My city does not have much for wedding dresses so I decided to fly to a much bigger city an hour away from my BM to go shopping. She was ecstatic at first, but now that the day is approaching, she is pulling out every excuse to not show. The last time I talked to her she was really annoyed at every choice I had made for the wedding so far. I think because she had similar things in mind for her wedding even though she isn’t even engaged yet. She’s acting like she’s going out of her way to find a purple dress and just show up to the wedding. Has anyone else gone through this? Should I say something to her or just let it go?
Post # 3
I don’t think you can really expect your BM to love everything you’re doing. I honestly haven’t shared all that much about my wedding with BMs because they haven’t asked. I’m not really expecting them to help with anything, other than showing up in the dress on the day of the wedding. I’m also not doing any DIY, so that probably helps.
Post # 4
@Kimmer43: This is why I don’t share too much information or ask too many opinions of my bridesmaids. I go to my MOH with some things, but not all, and tend to stick to talking to FI or my mom about most decisions.
Reason being A) your bridesmaids don’t care as much as you do about your wedding. In fact, they probably barely care at all beyond being happy for you and excited for an open bar. And B) everyone is going to have different tastes, and I don’t want to hear people putting down my choices.
As far as your BM acting like she’s going out of her way to find a dress and show up–well, she IS going out of her way. She’s setting that day aside for you, hunting for the right dress (one that makes her feel pretty but also one that will please you), and then paying for it with her own money.

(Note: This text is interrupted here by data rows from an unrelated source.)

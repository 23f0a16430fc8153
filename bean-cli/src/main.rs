//! # Bean CLI
//!
//! Command-line interface for the bean backtester and option pricer.
//!
//! This CLI provides commands for:
//! - Backtesting the built-in market maker on recorded data
//! - Black-76 pricing, implied vol and Greeks
//! - Parsing and normalising contract names

#![warn(missing_docs)]
#![warn(clippy::all)]
#![warn(clippy::pedantic)]

mod commands;

use anyhow::Result;
use clap::{Parser, Subcommand, ValueEnum};

use bean_telemetry::logging::{LogConfig, LogFormat, init_logging};
use commands::{backtest, contract, price};

/// Bean - order book backtesting and option pricing
#[derive(Parser)]
#[command(name = "bean")]
#[command(author, version, about, long_about = None)]
#[command(propagate_version = true)]
pub struct Cli {
    /// Increase log verbosity (-v debug, -vv trace)
    #[arg(short, long, global = true, action = clap::ArgAction::Count)]
    verbose: u8,

    /// Log format
    #[arg(long, global = true, value_enum, default_value_t = LogFormatArg::Pretty)]
    log_format: LogFormatArg,

    /// Subcommand to execute
    #[command(subcommand)]
    command: Commands,
}

/// Available CLI commands
#[derive(Subcommand)]
pub enum Commands {
    /// Run a backtest described by a config file
    Backtest(backtest::BacktestArgs),

    /// Price an option and its Greeks
    Price(price::PriceArgs),

    /// Parse contract names
    Contract(contract::ContractArgs),
}

/// Log format flag values
#[derive(Debug, Clone, Copy, PartialEq, Eq, ValueEnum)]
pub enum LogFormatArg {
    /// JSON lines
    Json,
    /// Human-readable
    Pretty,
}

impl From<LogFormatArg> for LogFormat {
    fn from(arg: LogFormatArg) -> Self {
        match arg {
            LogFormatArg::Json => Self::Json,
            LogFormatArg::Pretty => Self::Pretty,
        }
    }
}

#[tokio::main]
async fn main() -> Result<()> {
    let cli = Cli::parse();

    let _guards = init_logging(&LogConfig::for_verbosity(cli.verbose, cli.log_format.into()))?;

    match cli.command {
        Commands::Backtest(args) => backtest::run(args).await?,
        Commands::Price(args) => price::run(&args)?,
        Commands::Contract(args) => contract::run(&args)?,
    }

    Ok(())
}
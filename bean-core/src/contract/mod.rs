//! Derivative contracts.
//!
//! # Types
//!
//! - [`Contract`] - Future, option, perpetual or index instrument
//! - [`ContractCache`] - Injected name to contract cache
//! - [`Position`] - Quantity and entry price held in a contract

mod cache;
mod instrument;
mod position;

pub use cache::ContractCache;
pub use instrument::{
    CallPut, Contract, ContractKind, EXPIRY_HOUR, day_diff, expiry_on_date, format_expiry,
    parse_expiry,
};
pub use position::{Position, positions_from_names, sort_positions};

I’ve been a bridesmaid many times over, and to be honest, I can’t remember ever once jumping out of my skin with excitement to spend my money on a dress I didn’t pick out 😛
Post # 5
I completely thought I’d be one of those brides who had zero issues with bridesmaids….but trust me, even the most well-meaning, wonderful friends get side-tracked, distracted or otherwise, are just disinterested. It’s not a reflection of your friendship (as I’m still happily friends with all my girls) – it’s just life. And life gets in the way sometimes.
I have to echo the sentiments of a previous poster. While it’s helpful to have people to bounce ideas off of and get a little extra help from when it’s truly needed…you can’t expect that they want to or should weigh in on everything. Flying to another city may not be in her budget, she may not have time, or she may just not want to…but you have to be ok with that. You are so very much allowed to be disappointed, but you shouldn’t be angry at her. If I were in your shoes…I would let this go.
Post # 6
Thanks for bringing me back down to earth ladies! I feel like this was the onset of my first bridezilla moment and I definitely don’t want that.

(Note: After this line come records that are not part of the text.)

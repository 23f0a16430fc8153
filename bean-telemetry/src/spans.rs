//! Span definitions for the bean tools.
//!
//! - CLI command execution
//! - Backtest runs
//! - Contract pricing

use tracing::{Span, info_span};

/// Create a span for one CLI command.
///
/// # Example
///
/// ```
/// use bean_telemetry::spans::command_span;
///
/// let span = command_span("backtest");
/// let _guard = span.enter();
/// ```
#[must_use]
pub fn command_span(command: &str) -> Span {
    info_span!("command", command = %command)
}

/// Create a span for a backtest run.
#[must_use]
pub fn backtest_span(strategy: &str, exchange: &str, start: &str, end: &str) -> Span {
    info_span!(
        "backtest",
        strategy.name = %strategy,
        exchange = %exchange,
        start = %start,
        end = %end
    )
}

/// Create a span for pricing one contract.
#[must_use]
pub fn pricing_span(contract: &str) -> Span {
    info_span!("pricing", contract = %contract)
}
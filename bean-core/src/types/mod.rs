//! Asset identifiers.
//!
//! # Types
//!
//! - [`Coin`] - A tradeable asset symbol
//! - [`Pair`] - A spot trading pair, `coin` priced in `base`

mod coin;
mod pair;

pub use coin::Coin;
pub use pair::{Pair, all_coins, right_pair};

I’m just sad that I’m spending the money (and my MOH too) to fly to a city close to her because she was disappointed that she couldn’t take part in picking out a dress, and now she’s backing out.
Post # 7
@Kimmer43: First of all, welcome to the Hive 🙂
Did you specifically chose to go to that city because your BM lives there and she said yes to dress shopping? Since I am going to assume no, and that there will be other people you know, then I would just take them or go alone. I know it sucks going alone, but your BM may be truly busy or just really doesn’t want to go. Honestly, as a MOH, if my friend had asked me to go dress shopping with her I would have (reluctantly) agreed. I don’t care to look at dresses for my own wedding, much less anyone else’s wedding.

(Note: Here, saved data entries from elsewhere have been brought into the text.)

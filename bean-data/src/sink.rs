//! Batching market-data sink.
//!
//! Producers enqueue [`Point`]s from any task; a background task drains the
//! buffer into a [`PointWriter`] on a fixed interval.

use async_trait::async_trait;
use bean_core::data::OrderBook;
use bean_core::types::Pair;
use chrono::{DateTime, Utc};
use parking_lot::Mutex;
use serde::{Deserialize, Serialize};
use std::collections::BTreeMap;
use std::path::PathBuf;
use std::sync::Arc;
use std::sync::atomic::{AtomicBool, Ordering};
use std::time::Duration;
use tokio::io::AsyncWriteExt;
use tokio::sync::oneshot;
use tokio::task::JoinHandle;
use tracing::{debug, warn};

use crate::error::DataProviderError;

/// Measurement name of order book statistics points.
pub const ORDER_BOOK_STATS: &str = "orderbook_stats";

/// Percentage bands recorded by [`Point::order_book_stats`].
pub const STATS_PCTS: [usize; 4] = [0, 1, 5, 10];

/// Multiples of the base trade size recorded as price-in-amount fields.
pub const PRICE_IN_MULTIPLES: [f64; 3] = [1.0, 5.0, 10.0];

/// Default flush period.
pub const DEFAULT_FLUSH_INTERVAL: Duration = Duration::from_secs(5);

/// A tagged measurement.
#[derive(Debug, Clone, PartialEq, Serialize, Deserialize)]
pub struct Point {
    /// Measurement name
    pub measurement: String,
    /// Indexed tags
    pub tags: BTreeMap<String, String>,
    /// Numeric fields
    pub fields: BTreeMap<String, f64>,
    /// Observation time
    pub timestamp: DateTime<Utc>,
}

impl Point {
    /// Creates a point with no tags or fields.
    #[must_use]
    pub fn new(measurement: impl Into<String>, timestamp: DateTime<Utc>) -> Self {
        Self {
            measurement: measurement.into(),
            tags: BTreeMap::new(),
            fields: BTreeMap::new(),
            timestamp,
        }
    }

    /// Adds a tag.
    #[must_use]
    pub fn tag(mut self, key: impl Into<String>, value: impl Into<String>) -> Self {
        self.tags.insert(key.into(), value.into());
        self
    }

    /// Adds a field.
    #[must_use]
    pub fn field(mut self, key: impl Into<String>, value: f64) -> Self {
        self.fields.insert(key.into(), value);
        self
    }

    /// Liquidity statistics of `book`, or `None` for an invalid book.
    ///
    /// Fields: `mid`, relative `spread`, `{bid,ask}_vwap_{p}` and
    /// `{bid,ask}_camt_{p}` for each band in [`STATS_PCTS`], and
    /// `{bid,ask}_pia_{price,amount}_{m}` for each multiple in
    /// [`PRICE_IN_MULTIPLES`] of [`base_trade_size`].
    #[must_use]
    pub fn order_book_stats(
        timestamp: DateTime<Utc>,
        exchange: &str,
        pair: Pair,
        book: &OrderBook,
    ) -> Option<Self> {
        if !book.is_valid() {
            return None;
        }
        let cum = book.cum_pct_order_book();
        let mut point = Self::new(ORDER_BOOK_STATS, timestamp)
            .tag("LHS", pair.coin.to_string())
            .tag("RHS", pair.base.to_string())
            .tag("exchange", exchange);

        for p in STATS_PCTS {
            if let Some(level) = cum.bids.get(p) {
                point = point
                    .field(format!("bid_vwap_{p}"), level.price)
                    .field(format!("bid_camt_{p}"), level.amount);
            }
            if let Some(level) = cum.asks.get(p) {
                point = point
                    .field(format!("ask_vwap_{p}"), level.price)
                    .field(format!("ask_camt_{p}"), level.amount);
            }
        }

        let (bid, ask) = (cum.bids[0].price, cum.asks[0].price);
        let mid = (bid + ask) / 2.0;
        point = point.field("mid", mid).field("spread", (ask - bid) / mid);

        let unit = base_trade_size(pair, mid);
        for multiple in PRICE_IN_MULTIPLES {
            let walk = book.price_in(unit * multiple);
            point = point
                .field(format!("bid_pia_price_{multiple}"), walk.bid.price)
                .field(format!("bid_pia_amount_{multiple}"), walk.bid.available)
                .field(format!("ask_pia_price_{multiple}"), walk.ask.price)
                .field(format!("ask_pia_amount_{multiple}"), walk.ask.available);
        }
        Some(point)
    }
}

/// Reference trade size in coin units: a fixed value in the base coin
/// converted at `mid`.
#[must_use]
pub fn base_trade_size(pair: Pair, mid: f64) -> f64 {
    use bean_core::types::Coin;
    let base_value = match pair.base {
        Coin::Btc => 0.1,
        Coin::Eth => 5.0,
        Coin::Usd | Coin::Usdt | Coin::Usdc | Coin::Pax | Coin::Tusd => 1000.0,
        _ => 0.0,
    };
    base_value / mid
}

/// Destination of flushed batches.
#[async_trait]
pub trait PointWriter: Send + Sync + 'static {
    /// Writes one batch. On error the sink keeps the batch for the next flush.
    async fn write_points(&self, points: &[Point]) -> Result<(), DataProviderError>;
}

/// Keeps every batch in memory.
#[derive(Debug, Default)]
pub struct MemoryWriter {
    batches: Mutex<Vec<Vec<Point>>>,
}

impl MemoryWriter {
    /// Creates an empty writer.
    #[must_use]
    pub fn new() -> Self {
        Self::default()
    }

    /// Batches written so far.
    #[must_use]
    pub fn batches(&self) -> Vec<Vec<Point>> {
        self.batches.lock().clone()
    }

    /// All points written so far, in write order.
    #[must_use]
    pub fn points(&self) -> Vec<Point> {
        self.batches.lock().iter().flatten().cloned().collect()
    }
}

#[async_trait]
impl PointWriter for MemoryWriter {
    async fn write_points(&self, points: &[Point]) -> Result<(), DataProviderError> {
        self.batches.lock().push(points.to_vec());
        Ok(())
    }
}

/// Appends each point as one JSON line to a file.
#[derive(Debug, Clone)]
pub struct JsonLinesWriter {
    path: PathBuf,
}

impl JsonLinesWriter {
    /// Writer appending to `path`.
    #[must_use]
    pub fn new(path: impl Into<PathBuf>) -> Self {
        Self { path: path.into() }
    }
}

#[async_trait]
impl PointWriter for JsonLinesWriter {
    async fn write_points(&self, points: &[Point]) -> Result<(), DataProviderError> {
        let mut buf = Vec::new();
        for point in points {
            serde_json::to_writer(&mut buf, point)?;
            buf.push(b'\n');
        }
        let mut file = tokio::fs::OpenOptions::new()
            .create(true)
            .append(true)
            .open(&self.path)
            .await?;
        file.write_all(&buf).await?;
        file.flush().await?;
        Ok(())
    }
}

/// Buffers points and flushes them on a timer.
///
/// Must be started inside a tokio runtime. Call [`BatchingSink::shutdown`]
/// to stop the timer and write what is left.
pub struct BatchingSink<W: PointWriter> {
    buffer: Arc<Mutex<Vec<Point>>>,
    writer: Arc<W>,
    closed: AtomicBool,
    stop: Mutex<Option<oneshot::Sender<()>>>,
    task: Mutex<Option<JoinHandle<()>>>,
}

impl<W: PointWriter> BatchingSink<W> {
    /// Starts the flush task.
    #[must_use]
    pub fn start(writer: W, flush_interval: Duration) -> Self {
        let buffer = Arc::new(Mutex::new(Vec::new()));
        let writer = Arc::new(writer);
        let (stop_tx, mut stop_rx) = oneshot::channel();

        let task_buffer = Arc::clone(&buffer);
        let task_writer = Arc::clone(&writer);
        let task = tokio::spawn(async move {
            let mut ticker = tokio::time::interval(flush_interval);
            loop {
                tokio::select! {
                    _ = ticker.tick() => {
                        if let Err(e) = drain(&task_buffer, task_writer.as_ref()).await {
                            warn!(error = %e, "Periodic flush failed");
                        }
                    }
                    _ = &mut stop_rx => break,
                }
            }
            debug!("Sink flush task stopped");
        });

        Self {
            buffer,
            writer,
            closed: AtomicBool::new(false),
            stop: Mutex::new(Some(stop_tx)),
            task: Mutex::new(Some(task)),
        }
    }

    /// Enqueues a point for the next flush.
    pub fn push(&self, point: Point) -> Result<(), DataProviderError> {
        if self.closed.load(Ordering::Acquire) {
            return Err(DataProviderError::Closed);
        }
        self.buffer.lock().push(point);
        Ok(())
    }

    /// Points waiting for the next flush.
    #[must_use]
    pub fn pending(&self) -> usize {
        self.buffer.lock().len()
    }

    /// Writes the buffer now.
    pub async fn flush(&self) -> Result<(), DataProviderError> {
        drain(&self.buffer, self.writer.as_ref()).await
    }

    /// Stops the timer and flushes the remaining points. Later pushes fail
    /// with [`DataProviderError::Closed`].
    pub async fn shutdown(&self) -> Result<(), DataProviderError> {
        if self.closed.swap(true, Ordering::AcqRel) {
            return Ok(());
        }
        if let Some(stop) = self.stop.lock().take() {
            let _ = stop.send(());
        }
        let task = self.task.lock().take();
        if let Some(task) = task {
            if let Err(e) = task.await {
                warn!(error = %e, "Sink flush task ended abnormally");
            }
        }
        self.flush().await
    }

    /// The underlying writer.
    #[must_use]
    pub fn writer(&self) -> &W {
        &self.writer
    }
}

async fn drain<W: PointWriter>(
    buffer: &Mutex<Vec<Point>>,
    writer: &W,
) -> Result<(), DataProviderError> {
    let mut batch = std::mem::take(&mut *buffer.lock());
    if batch.is_empty() {
        return Ok(());
    }
    debug!(points = batch.len(), "Flushing points");
    if let Err(e) = writer.write_points(&batch).await {
        // requeue ahead of anything pushed during the write
        let mut pending = buffer.lock();
        batch.append(&mut pending);
        *pending = batch;
        return Err(e);
    }
    Ok(())
}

It doesn’t mean she is a bad BM, or you made the wrong choice in choosing her. She just isn’t as excited as you are, and that is ok. I would let it go. It isn’t a reflection on if she will support you the day of or not.
Post # 8
@lizardloo: yeah this. I was sooo not happy when all us girls (unengaged) talked about our future weddings/ ideas and then when 1 got engaged, she used several unique ideas I had brainstormed- then when I was like “oh yeah, I found that in…” I was shut down- with “you’re not engaged”. So from then on- I was not interested in anything wedding related becasue I felt like a lessor to her.
Post # 9
@megz06: No, you’re absolutely right. It wasn’t for her specifically. I have a sister who lives nearby as well so it was for the two of them. BM was upset that I was looking at dresses here with my MOH and felt left out, so I figured I would make the trip down and actually buy one there with her, the prices are better there too! As of last week she was looking forward to it but now she is spending the weekend at her BFs parents cottage. Which is triple the distance than it would be to come see me!
I guess it just is that she isn’t interested, which I’m not holding against her. It just sucks that I put the effort into trying to bring everyone together and now she’s backing out.
Post # 10
@Kimmer43: It does suck, and you know what? If she says anything again about not being included I would remind her of this trip and tell her you tried to include her.